In the context of early disease detection, machine learning (ML) has emerged as a vital tool. Feature selection (FS) algorithms play a crucial role in ensuring the accuracy of predictive models by identifying the most influential variables. This study, focusing on a retrospective cohort of 4778 COVID-19 patients from Iran, explores the performance of various FS methods, including filter, embedded, and hybrid approaches, in predicting mortality outcomes. The researchers leveraged 115 routine clinical, laboratory, and demographic features and employed 13 ML models to assess the effectiveness of these FS methods based on classification accuracy, predictive accuracy, and statistical tests.
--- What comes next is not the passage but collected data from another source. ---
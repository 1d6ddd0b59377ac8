//! Shared session state
//!
//! Everything the tasks of one session share: the host, the located main RAM,
//! the registry and the selected variant. Constructed once per session and
//! handed to each task behind an `Arc`.

use crate::core::types::Address;
use crate::memory::{HostMemory, MainRam, TargetRegion};
use crate::registry::{ValueRegistry, VariantCatalog};
use std::fmt;
use std::sync::atomic::{AtomicBool, Ordering};
use std::sync::{Arc, Mutex, MutexGuard, OnceLock};
use tokio::sync::Notify;

/// Where the session is in its lifecycle
#[derive(Debug, Clone, Copy, PartialEq, Eq)]
pub enum SessionState {
    AwaitingTarget,
    AwaitingVariantSelection,
    Polling,
    /// Every scan attempt missed; commands are still answered
    AcquisitionFailed,
}

impl fmt::Display for SessionState {
    fn fmt(&self, f: &mut fmt::Formatter<'_>) -> fmt::Result {
        let name = match self {
            SessionState::AwaitingTarget => "awaiting target",
            SessionState::AwaitingVariantSelection => "awaiting variant selection",
            SessionState::Polling => "polling",
            SessionState::AcquisitionFailed => "acquisition failed",
        };
        f.write_str(name)
    }
}

/// Outcome of a variant selection request
#[derive(Debug, Clone, PartialEq, Eq)]
pub enum Selection {
    /// The registry was populated with `count` values
    Selected { tag: String, count: usize },
    /// A variant was chosen earlier; nothing changed
    AlreadySelected { current: String },
    /// No table carries this tag
    Unknown,
}

/// State shared by the tasks of one session
pub struct SessionContext {
    host: Arc<dyn HostMemory>,
    catalog: VariantCatalog,
    target: OnceLock<TargetRegion>,
    acquisition_failed: AtomicBool,
    registry: Mutex<ValueRegistry>,
    variant: OnceLock<String>,
    ready: Notify,
}

impl SessionContext {
    pub fn new(host: Arc<dyn HostMemory>, catalog: VariantCatalog) -> Self {
        SessionContext {
            host,
            catalog,
            target: OnceLock::new(),
            acquisition_failed: AtomicBool::new(false),
            registry: Mutex::new(ValueRegistry::new()),
            variant: OnceLock::new(),
            ready: Notify::new(),
        }
    }

    pub fn host(&self) -> Arc<dyn HostMemory> {
        Arc::clone(&self.host)
    }

    pub fn catalog(&self) -> &VariantCatalog {
        &self.catalog
    }

    pub fn state(&self) -> SessionState {
        match (self.target.get(), self.variant.get()) {
            (Some(_), Some(_)) => SessionState::Polling,
            (Some(_), None) => SessionState::AwaitingVariantSelection,
            (None, _) if self.acquisition_failed.load(Ordering::Acquire) => {
                SessionState::AcquisitionFailed
            }
            (None, _) => SessionState::AwaitingTarget,
        }
    }

    pub fn target(&self) -> Option<TargetRegion> {
        self.target.get().copied()
    }

    /// Host base of main RAM, once located
    pub fn target_base(&self) -> Option<Address> {
        self.target().map(|region| region.base)
    }

    /// Record the located main RAM. Only the first call has an effect.
    pub fn set_target(&self, region: TargetRegion) -> bool {
        let stored = self.target.set(region).is_ok();
        if stored {
            self.ready.notify_one();
        }
        stored
    }

    pub fn mark_acquisition_failed(&self) {
        self.acquisition_failed.store(true, Ordering::Release);
    }

    /// Main RAM view over the host, once located
    pub fn main_ram(&self) -> Option<MainRam<'_, dyn HostMemory>> {
        self.target
            .get()
            .map(|region| MainRam::new(*region, self.host.as_ref()))
    }

    /// Lock the registry. Never hold the guard across an `.await`.
    pub fn registry(&self) -> MutexGuard<'_, ValueRegistry> {
        self.registry
            .lock()
            .unwrap_or_else(|poisoned| poisoned.into_inner())
    }

    pub fn variant(&self) -> Option<&str> {
        self.variant.get().map(String::as_str)
    }

    /// Populate the registry from the table tagged `tag`, at most once per session
    pub fn select_variant(&self, tag: &str) -> Selection {
        let mut registry = self.registry();

        if let Some(current) = self.variant.get() {
            return Selection::AlreadySelected {
                current: current.clone(),
            };
        }
        let Some(table) = self.catalog.get(tag) else {
            return Selection::Unknown;
        };

        registry.populate(table);
        let _ = self.variant.set(table.tag.clone());
        let count = registry.len();
        drop(registry);

        self.ready.notify_one();
        Selection::Selected {
            tag: table.tag.clone(),
            count,
        }
    }

    /// Whether main RAM is located and the registry populated
    pub fn is_ready(&self) -> bool {
        self.state() == SessionState::Polling
    }

    /// Resolve once polling can start
    pub async fn wait_ready(&self) {
        while !self.is_ready() {
            self.ready.notified().await;
        }
    }
}
//! Embeddable bridge handle
//!
//! Owns a dedicated runtime so a host process can start the bridge from any
//! thread and stop it again with bounded teardown.

use crate::config::{validate_config, Config};
use crate::logging;
use crate::memory::HostMemory;
use crate::process::HostProcess;
use crate::session::{build_context, run_session, SessionContext};
use anyhow::{Context, Result};
use std::sync::Arc;
use std::time::Duration;
use tokio::runtime::Runtime;
use tokio_util::sync::CancellationToken;
use tracing::info;
use tracing_appender::non_blocking::WorkerGuard;

/// A running bridge
pub struct Bridge {
    runtime: Option<Runtime>,
    shutdown: CancellationToken,
    context: Arc<SessionContext>,
    stop_timeout: Duration,
    /// Flushes the log file once the runtime is gone
    _log_guard: Option<WorkerGuard>,
}

impl Bridge {
    /// Start against the current process
    pub fn start(config: Config) -> Result<Self> {
        Self::start_with_host(config, Arc::new(HostProcess::current()))
    }

    /// Start against an arbitrary host memory implementation
    pub fn start_with_host(config: Config, host: Arc<dyn HostMemory>) -> Result<Self> {
        validate_config(&config).context("invalid configuration")?;
        let log_guard = logging::init(&config.logging)?;

        let runtime = tokio::runtime::Builder::new_multi_thread()
            .enable_all()
            .thread_name("mainram-bridge")
            .build()
            .context("failed to build the bridge runtime")?;

        let shutdown = CancellationToken::new();
        let context = build_context(&config, host);
        let stop_timeout = config.transport.stop_timeout();

        runtime.spawn(run_session(config, Arc::clone(&context), shutdown.clone()));
        info!("Bridge started");

        Ok(Bridge {
            runtime: Some(runtime),
            shutdown,
            context,
            stop_timeout,
            _log_guard: log_guard,
        })
    }

    /// Shared state of the running session
    pub fn context(&self) -> &Arc<SessionContext> {
        &self.context
    }

    /// Token that stops the bridge when cancelled
    pub fn shutdown_token(&self) -> CancellationToken {
        self.shutdown.clone()
    }

    /// Block the calling thread until the bridge is asked to stop
    pub fn wait(&self) {
        if let Some(runtime) = &self.runtime {
            runtime.block_on(self.shutdown.cancelled());
        }
    }

    /// Stop every task, waiting at most the configured timeout
    pub fn stop(mut self) {
        self.shutdown_runtime();
    }

    fn shutdown_runtime(&mut self) {
        if let Some(runtime) = self.runtime.take() {
            self.shutdown.cancel();
            runtime.shutdown_timeout(self.stop_timeout);
            info!("Bridge stopped");
        }
    }
}

impl Drop for Bridge {
    fn drop(&mut self) {
        self.shutdown_runtime();
    }
}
The results indicate that a Hybrid Boruta-VI model combined with the Random Forest algorithm demonstrated superior performance, achieving an accuracy of 0.89, an F1 score of 0.76, and an AUC value of 0.95 on test data. Key variables identified as important predictors of adverse outcomes include age, oxygen saturation levels, albumin levels, neutrophil counts, platelet levels, and markers of kidney function. These findings highlight the potential of advanced FS techniques and ML models in enhancing early disease detection and informing clinical decision-making.

References

  1. Mishra, S. & Pradhan, R. K. Analyzing the impact of feature correlation on classification acuracy of machine learning model. In 2023 International Conference on Artificial Intelligence and Smart Communication (AISC) (2023).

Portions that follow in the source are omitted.